## Task instructions
The answer must be every line of the records below that holds the word "exists".

(Saved data entries)
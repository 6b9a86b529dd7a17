//! Roster TTL encoding for the config file
//!
//! The TTL is written back as humantime text ("5m") and read from either
//! that form or a bare number of seconds.

use serde::de::{self, Visitor};
use serde::{Deserializer, Serializer};
use std::{fmt, time::Duration};

/// `#[serde(with = ...)]` module for `roster.ttl`
pub mod duration {
    use super::*;

    pub fn serialize<S>(ttl: &Duration, serializer: S) -> Result<S::Ok, S::Error>
    where
        S: Serializer,
    {
        serializer.collect_str(&humantime::format_duration(*ttl))
    }

    pub fn deserialize<'de, D>(deserializer: D) -> Result<Duration, D::Error>
    where
        D: Deserializer<'de>,
    {
        struct TtlVisitor;

        impl<'de> Visitor<'de> for TtlVisitor {
            type Value = Duration;

            fn expecting(&self, formatter: &mut fmt::Formatter) -> fmt::Result {
                formatter.write_str("a roster TTL like \"10m\" or a whole number of seconds")
            }

            fn visit_u64<E>(self, seconds: u64) -> Result<Self::Value, E>
            where
                E: de::Error,
            {
                Ok(Duration::from_secs(seconds))
            }

            fn visit_i64<E>(self, seconds: i64) -> Result<Self::Value, E>
            where
                E: de::Error,
            {
                u64::try_from(seconds)
                    .map(Duration::from_secs)
                    .map_err(|_| de::Error::invalid_value(de::Unexpected::Signed(seconds), &self))
            }

            fn visit_str<E>(self, value: &str) -> Result<Self::Value, E>
            where
                E: de::Error,
            {
                humantime::parse_duration(value)
                    .map_err(|e| de::Error::custom(format_args!("roster TTL {value:?}: {e}")))
            }
        }

        deserializer.deserialize_any(TtlVisitor)
    }
}

#[cfg(test)]
mod tests {
    use serde::{Deserialize, Serialize};
    use std::time::Duration;

    #[derive(Debug, Serialize, Deserialize)]
    struct Wrapper {
        #[serde(with = "super::duration")]
        ttl: Duration,
    }

    #[test]
    fn test_parses_humantime_and_seconds() {
        let parsed: Wrapper = toml::from_str("ttl = \"5m\"").unwrap();
        assert_eq!(parsed.ttl, Duration::from_secs(300));

        let parsed: Wrapper = toml::from_str("ttl = 90").unwrap();
        assert_eq!(parsed.ttl, Duration::from_secs(90));
    }

    #[test]
    fn test_rejects_garbage_and_negative() {
        assert!(toml::from_str::<Wrapper>("ttl = \"soon\"").is_err());
        assert!(toml::from_str::<Wrapper>("ttl = -5").is_err());
    }

    #[test]
    fn test_serializes_as_humantime() {
        let text = toml::to_string(&Wrapper {
            ttl: Duration::from_secs(300),
        })
        .unwrap();
        assert_eq!(text.trim(), "ttl = \"5m\"");
    }
}
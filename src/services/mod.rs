pub mod assets;
pub mod certificate;
pub mod roster_cache;

pub use assets::{AssetStore, CertificateAssets};
pub use certificate::{CertificateService, render_certificate};
pub use roster_cache::{RosterCache, StaleRosterPolicy};
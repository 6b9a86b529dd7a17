use anyhow::{Result, bail};
use serde::{Deserialize, Serialize};
use std::path::{Path, PathBuf};
use std::time::Duration;
use tracing::info;

pub mod defaults;
pub mod duration_serde;

use defaults::*;

use crate::layout::{
    CertificateLayout, DEFAULT_MAX_WIDTH_FRACTION, LayoutPreset, OverflowPolicy, Rgb,
};
use crate::services::StaleRosterPolicy;
use crate::sources::ColumnMapping;

/// Where the roster comes from and how long a loaded copy stays fresh
#[derive(Debug, Clone, Serialize, Deserialize)]
pub struct RosterConfig {
    #[serde(default = "default_roster_path")]
    pub path: PathBuf,
    /// Snapshot lifetime before the next lookup reloads it
    #[serde(default = "default_roster_ttl", with = "duration_serde::duration")]
    pub ttl: Duration,
    /// Behaviour when a reload fails
    #[serde(default)]
    pub stale_policy: StaleRosterPolicy,
    #[serde(default = "default_participant_column")]
    pub participant_column: String,
    #[serde(default = "default_team_column")]
    pub team_column: String,
    /// Header of the organization column. An omitted key means the default
    /// header; an empty string means the roster has no organization column.
    #[serde(
        default = "default_organization_column",
        skip_serializing_if = "Option::is_none"
    )]
    pub organization_column: Option<String>,
}

fn default_roster_path() -> PathBuf {
    PathBuf::from(DEFAULT_ROSTER_PATH)
}
fn default_roster_ttl() -> Duration {
    DEFAULT_ROSTER_TTL
}
fn default_participant_column() -> String {
    DEFAULT_PARTICIPANT_COLUMN.to_string()
}
fn default_team_column() -> String {
    DEFAULT_TEAM_COLUMN.to_string()
}
fn default_organization_column() -> Option<String> {
    Some(DEFAULT_ORGANIZATION_COLUMN.to_string())
}

impl RosterConfig {
    pub fn columns(&self) -> ColumnMapping {
        ColumnMapping {
            participant: self.participant_column.clone(),
            team: self.team_column.clone(),
            organization: self
                .organization_column
                .clone()
                .filter(|column| !column.trim().is_empty()),
        }
    }
}

impl Default for RosterConfig {
    fn default() -> Self {
        Self {
            path: default_roster_path(),
            ttl: default_roster_ttl(),
            stale_policy: StaleRosterPolicy::default(),
            participant_column: default_participant_column(),
            team_column: default_team_column(),
            organization_column: default_organization_column(),
        }
    }
}

/// Template, font and layout used to render certificates
#[derive(Debug, Clone, Serialize, Deserialize)]
pub struct CertificateConfig {
    #[serde(default = "default_template_path")]
    pub template_path: PathBuf,
    #[serde(default = "default_font_path")]
    pub font_path: PathBuf,
    #[serde(default)]
    pub layout: LayoutPreset,
    /// Share of the page width a line of text may use
    #[serde(default = "default_max_width_fraction")]
    pub max_width_fraction: f32,
    #[serde(default)]
    pub overflow: OverflowPolicy,
    /// RGB components in 0.0-1.0
    #[serde(default = "default_text_color")]
    pub text_color: [f32; 3],
    /// Read template and font once at startup instead of per request
    #[serde(default = "default_cache_assets")]
    pub cache_assets: bool,
}

fn default_template_path() -> PathBuf {
    PathBuf::from(DEFAULT_TEMPLATE_PATH)
}
fn default_font_path() -> PathBuf {
    PathBuf::from(DEFAULT_FONT_PATH)
}
fn default_max_width_fraction() -> f32 {
    DEFAULT_MAX_WIDTH_FRACTION
}
fn default_text_color() -> [f32; 3] {
    [0.0, 0.0, 0.0]
}
fn default_cache_assets() -> bool {
    DEFAULT_CACHE_ASSETS
}

impl CertificateConfig {
    pub fn text_color(&self) -> Rgb {
        let [r, g, b] = self.text_color;
        Rgb(r, g, b)
    }

    /// Layout engine settings derived from the preset and overrides
    pub fn layout(&self) -> CertificateLayout {
        CertificateLayout::from_preset(self.layout)
            .with_max_width_fraction(self.max_width_fraction)
            .with_overflow(self.overflow)
            .with_color(self.text_color())
    }
}

impl Default for CertificateConfig {
    fn default() -> Self {
        Self {
            template_path: default_template_path(),
            font_path: default_font_path(),
            layout: LayoutPreset::default(),
            max_width_fraction: default_max_width_fraction(),
            overflow: OverflowPolicy::default(),
            text_color: default_text_color(),
            cache_assets: default_cache_assets(),
        }
    }
}

#[derive(Debug, Clone, Default, Serialize, Deserialize)]
pub struct Config {
    #[serde(default)]
    pub roster: RosterConfig,
    #[serde(default)]
    pub certificate: CertificateConfig,
}

impl Config {
    /// Load from `$CONFIG_FILE`, or `config.toml` when it is unset
    pub fn load() -> Result<Self> {
        let config_file = config_file_path(std::env::var(CONFIG_FILE_ENV).ok());
        let config = Self::load_from_file(&config_file)?;
        info!("Configuration loaded from: {}", config_file);
        Ok(config)
    }

    pub fn load_from_file<P: AsRef<Path>>(config_file: P) -> Result<Self> {
        let config_file = config_file.as_ref();
        let config = if config_file.exists() {
            let contents = std::fs::read_to_string(config_file)?;
            toml::from_str(&contents)?
        } else {
            let default_config = Self::default();
            let contents = toml::to_string_pretty(&default_config)?;
            std::fs::write(config_file, contents)?;
            info!("Created default config file: {}", config_file.display());
            default_config
        };
        config.validate()?;
        Ok(config)
    }

    pub fn validate(&self) -> Result<()> {
        if self.roster.ttl.is_zero() {
            bail!("roster.ttl must be greater than zero");
        }
        for (name, column) in [
            ("roster.participant_column", &self.roster.participant_column),
            ("roster.team_column", &self.roster.team_column),
        ] {
            if column.trim().is_empty() {
                bail!("{name} must not be empty");
            }
        }

        let fraction = self.certificate.max_width_fraction;
        if !(fraction > 0.0 && fraction <= 1.0) {
            bail!("certificate.max_width_fraction must be in (0, 1], got {fraction}");
        }
        if !self.certificate.text_color().is_valid() {
            bail!(
                "certificate.text_color components must be in [0, 1], got {:?}",
                self.certificate.text_color
            );
        }
        Ok(())
    }
}

fn config_file_path(from_env: Option<String>) -> String {
    from_env
        .filter(|path| !path.trim().is_empty())
        .unwrap_or_else(|| DEFAULT_CONFIG_FILE.to_string())
}

#[cfg(test)]
mod tests {
    use super::*;

    #[test]
    fn test_missing_file_writes_defaults() {
        let dir = tempfile::tempdir().unwrap();
        let path = dir.path().join("config.toml");

        let config = Config::load_from_file(&path).unwrap();
        assert!(path.exists());
        assert_eq!(config.roster.ttl, DEFAULT_ROSTER_TTL);
        assert_eq!(config.roster.stale_policy, StaleRosterPolicy::FailFast);

        let reloaded = Config::load_from_file(&path).unwrap();
        assert_eq!(reloaded.roster.ttl, config.roster.ttl);
        assert_eq!(reloaded.certificate.layout, LayoutPreset::TeamOnly);
        assert_eq!(
            reloaded.roster.organization_column.as_deref(),
            Some(DEFAULT_ORGANIZATION_COLUMN)
        );
    }

    #[test]
    fn test_partial_file_fills_defaults() {
        let dir = tempfile::tempdir().unwrap();
        let path = dir.path().join("config.toml");
        std::fs::write(
            &path,
            r#"
[roster]
path = "/srv/roster.xlsx"
ttl = "30s"
stale_policy = "serve_stale"

[certificate]
layout = "with_organization"
overflow = "reject"
text_color = [0.1, 0.2, 0.3]
"#,
        )
        .unwrap();

        let config = Config::load_from_file(&path).unwrap();
        assert_eq!(config.roster.path, PathBuf::from("/srv/roster.xlsx"));
        assert_eq!(config.roster.ttl, Duration::from_secs(30));
        assert_eq!(config.roster.stale_policy, StaleRosterPolicy::ServeStale);
        assert_eq!(config.roster.team_column, DEFAULT_TEAM_COLUMN);
        assert_eq!(config.certificate.font_path, PathBuf::from(DEFAULT_FONT_PATH));

        let layout = config.certificate.layout();
        assert_eq!(layout.secondary.len(), 1);
        assert_eq!(layout.overflow, OverflowPolicy::Reject);
        assert_eq!(layout.color, Rgb(0.1, 0.2, 0.3));
        assert_eq!(layout.max_width_fraction, DEFAULT_MAX_WIDTH_FRACTION);
    }

    #[test]
    fn test_validation_rejects_bad_values() {
        let mut config = Config::default();
        config.roster.ttl = Duration::ZERO;
        assert!(config.validate().is_err());

        let mut config = Config::default();
        config.certificate.max_width_fraction = 0.0;
        assert!(config.validate().is_err());
        config.certificate.max_width_fraction = 1.5;
        assert!(config.validate().is_err());
        config.certificate.max_width_fraction = 1.0;
        assert!(config.validate().is_ok());

        let mut config = Config::default();
        config.certificate.text_color = [0.0, 2.0, 0.0];
        assert!(config.validate().is_err());

        let mut config = Config::default();
        config.roster.team_column = "  ".to_string();
        assert!(config.validate().is_err());
    }

    #[test]
    fn test_empty_organization_column_disables_it() {
        let dir = tempfile::tempdir().unwrap();
        let path = dir.path().join("config.toml");
        std::fs::write(&path, "[roster]\norganization_column = \"\"\n").unwrap();

        let config = Config::load_from_file(&path).unwrap();
        assert_eq!(config.roster.columns().organization, None);
        assert_eq!(config.roster.columns().team, DEFAULT_TEAM_COLUMN);

        let omitted = Config::default();
        assert_eq!(
            omitted.roster.columns().organization.as_deref(),
            Some(DEFAULT_ORGANIZATION_COLUMN)
        );
    }

    #[test]
    fn test_config_file_path_prefers_environment() {
        assert_eq!(config_file_path(Some("/etc/cert.toml".to_string())), "/etc/cert.toml");
        assert_eq!(config_file_path(Some(" ".to_string())), DEFAULT_CONFIG_FILE);
        assert_eq!(config_file_path(None), DEFAULT_CONFIG_FILE);
    }

    #[test]
    fn test_invalid_file_is_an_error() {
        let dir = tempfile::tempdir().unwrap();
        let path = dir.path().join("config.toml");
        std::fs::write(&path, "[roster]\nttl = \"0s\"\n").unwrap();
        assert!(Config::load_from_file(&path).is_err());
    }
}
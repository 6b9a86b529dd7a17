pub mod config;
pub mod errors;
pub mod layout;
pub mod models;
pub mod rendering;
pub mod services;
pub mod sources;
pub mod utils;
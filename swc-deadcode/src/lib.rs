use bitflags::bitflags;
use portal_jsc_swc_util::{Context, Transformer};
use swc_ecma_ast::Program;
use tracing::debug;

pub mod alternates;
pub mod flip;
pub mod inline;

pub use alternates::{RemoveDeadAlternates, remove_dead_alternates};
pub use flip::{FlipIfStatements, flip_if_statements};
pub use inline::{InlineIfStatements, inline_if_statements};

bitflags! {
    #[repr(transparent)]
    #[derive(Debug, Clone, Copy, PartialEq, Eq, Hash, PartialOrd, Ord)]
    pub struct DeadCodeRules: u8 {
        const FLIP_IF_STATEMENTS = 0x1;
        const REMOVE_DEAD_ALTERNATES = 0x2;
        const INLINE_IF_STATEMENTS = 0x4;
    }
}
impl Default for DeadCodeRules {
    fn default() -> Self {
        Self::all()
    }
}

#[derive(Default, Clone, Debug)]
#[non_exhaustive]
pub struct DeadCodeOptions {
    pub rules: DeadCodeRules,
}

#[derive(Default, Clone, Copy, PartialEq, Eq, Hash, Debug)]
pub struct DeadCodeStats {
    pub flipped: usize,
    pub removed: usize,
    pub inlined: usize,
}
impl DeadCodeStats {
    pub fn is_empty(&self) -> bool {
        *self == Self::default()
    }
}

/// Eliminates branches guarded by literal booleans.
///
/// One invocation runs flip, dead-alternate removal and inlining as three
/// separate traversals, in that order, and never loops. Anything a later
/// rule makes eligible for an earlier one waits for the next invocation.
#[derive(Default, Clone, Debug)]
pub struct DeadCode {
    pub options: DeadCodeOptions,
    /// Totals of the most recent invocation.
    pub stats: DeadCodeStats,
}
impl DeadCode {
    pub fn new(options: DeadCodeOptions) -> Self {
        Self {
            options,
            stats: Default::default(),
        }
    }
    pub fn run(&self, program: &mut Program) -> DeadCodeStats {
        let rules = self.options.rules;
        let mut stats = DeadCodeStats::default();
        if rules.contains(DeadCodeRules::FLIP_IF_STATEMENTS) {
            stats.flipped = flip_if_statements(program);
        }
        if rules.contains(DeadCodeRules::REMOVE_DEAD_ALTERNATES) {
            stats.removed = remove_dead_alternates(program);
        }
        if rules.contains(DeadCodeRules::INLINE_IF_STATEMENTS) {
            stats.inlined = inline_if_statements(program);
        }
        stats
    }
}
impl Transformer for DeadCode {
    fn name(&self) -> &str {
        "DeadCode"
    }
    #[tracing::instrument(skip_all, name = "DeadCode")]
    fn transform(&mut self, context: &mut Context) -> anyhow::Result<()> {
        self.stats = self.run(&mut context.ast);
        debug!(
            flipped = self.stats.flipped,
            removed = self.stats.removed,
            inlined = self.stats.inlined,
            "dead code pass finished"
        );
        Ok(())
    }
}
use anyhow::{Context as _, anyhow, bail};
use swc_common::{FileName, SourceMap, sync::Lrc};
use swc_ecma_ast::{EsVersion, Program};
use swc_ecma_codegen::{Config, Emitter, Node, text_writer::JsWriter};
use swc_ecma_parser::{Syntax, parse_file_as_module};
use tracing::debug;

pub mod guard;

/// The tree a pipeline run works on, together with the source map it was
/// parsed into.
pub struct Context {
    pub ast: Program,
    pub cm: Lrc<SourceMap>,
}
impl Context {
    pub fn new(ast: Program, cm: Lrc<SourceMap>) -> Self {
        Self { ast, cm }
    }
    pub fn parse(name: &str, src: &str) -> anyhow::Result<Self> {
        let cm: Lrc<SourceMap> = Default::default();
        let fm = cm.new_source_file(
            FileName::Custom(name.to_owned()).into(),
            src.to_owned(),
        );
        let mut recovered = vec![];
        let module = parse_file_as_module(
            &fm,
            Syntax::Es(Default::default()),
            EsVersion::latest(),
            None,
            &mut recovered,
        )
        .map_err(|e| anyhow!("{:?}", e.kind()))
        .with_context(|| format!("in parsing {name}"))?;
        if let Some(e) = recovered.into_iter().next() {
            return Err(anyhow!("{:?}", e.kind())).with_context(|| format!("in parsing {name}"));
        }
        Ok(Self {
            ast: Program::Module(module),
            cm,
        })
    }
    /// Minified output; stable across span differences, which makes it the
    /// form to compare trees by.
    pub fn to_code(&self) -> anyhow::Result<String> {
        let mut buf = vec![];
        {
            let mut emitter = Emitter {
                cfg: Config::default().with_minify(true),
                cm: self.cm.clone(),
                comments: None,
                wr: JsWriter::new(self.cm.clone(), "\n", &mut buf, None),
            };
            self.ast
                .emit_with(&mut emitter)
                .context("in emitting the program")?;
        }
        Ok(String::from_utf8(buf)?)
    }
}

pub trait Transformer {
    fn name(&self) -> &str;
    fn transform(&mut self, context: &mut Context) -> anyhow::Result<()>;
}

#[derive(Default)]
pub struct Pipeline {
    pub transformers: Vec<Box<dyn Transformer>>,
}
impl Pipeline {
    pub fn new() -> Self {
        Self::default()
    }
    pub fn with(mut self, transformer: impl Transformer + 'static) -> Self {
        self.transformers.push(Box::new(transformer));
        self
    }
    /// Runs every transformer once, in order.
    pub fn run(&mut self, context: &mut Context) -> anyhow::Result<()> {
        for transformer in self.transformers.iter_mut() {
            debug!(transformer = transformer.name(), "running transformer");
            transformer
                .transform(context)
                .with_context(|| format!("in transformer {}", transformer.name()))?;
        }
        Ok(())
    }
    /// Re-runs the whole pipeline until a round leaves the tree unchanged.
    /// Returns the number of rounds that changed something.
    pub fn run_until_stable(
        &mut self,
        context: &mut Context,
        max_rounds: usize,
    ) -> anyhow::Result<usize> {
        for round in 0..max_rounds {
            let before = context.ast.clone();
            self.run(context)?;
            if context.ast == before {
                debug!(round, "pipeline reached a fixpoint");
                return Ok(round);
            }
        }
        bail!("pipeline did not stabilise within {max_rounds} rounds")
    }
}
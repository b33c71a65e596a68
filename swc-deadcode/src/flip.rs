use std::mem::replace;

use portal_jsc_swc_util::guard::{literal_boolean, literal_boolean_mut};
use swc_ecma_ast::{IfStmt, Stmt};
use swc_ecma_visit::{VisitMut, VisitMutWith};
use tracing::{debug, trace};

/// Rewrites `if (false) A else B` and `if (false) A else if (true) B` into
/// `if (true) B else A`.
///
/// A nested else-if that is not a bare `true` test, or that has its own
/// alternate, leaves the node as it is.
#[derive(Default)]
pub struct FlipIfStatements {
    pub flipped: usize,
}
impl FlipIfStatements {
    fn flip(&mut self, node: &mut IfStmt) {
        let Some(alt) = node.alt.as_deref() else {
            return;
        };
        if literal_boolean(&node.test) != Some(false) {
            return;
        }
        if let Stmt::If(nested) = alt {
            if literal_boolean(&nested.test) != Some(true) || nested.alt.is_some() {
                trace!(span = ?node.span, "else-if chain is not a terminal `else if (true)`");
                return;
            }
        }
        let Some(alt) = node.alt.take() else {
            return;
        };
        let reachable = match *alt {
            Stmt::If(nested) => nested.cons,
            body => Box::new(body),
        };
        let unreachable = replace(&mut node.cons, reachable);
        node.alt = Some(unreachable);
        if let Some(test) = literal_boolean_mut(&mut node.test) {
            test.value = !test.value;
        }
        debug!(span = ?node.span, "flipped `if (false)`");
        self.flipped += 1;
    }
}
impl VisitMut for FlipIfStatements {
    fn visit_mut_if_stmt(&mut self, node: &mut IfStmt) {
        node.visit_mut_children_with(self);
        self.flip(node);
    }
}

pub fn flip_if_statements(node: &mut impl VisitMutWith<FlipIfStatements>) -> usize {
    let mut rule = FlipIfStatements::default();
    node.visit_mut_with(&mut rule);
    rule.flipped
}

## Worked solution
        let config = if config_file.exists() {
        assert!(path.exists());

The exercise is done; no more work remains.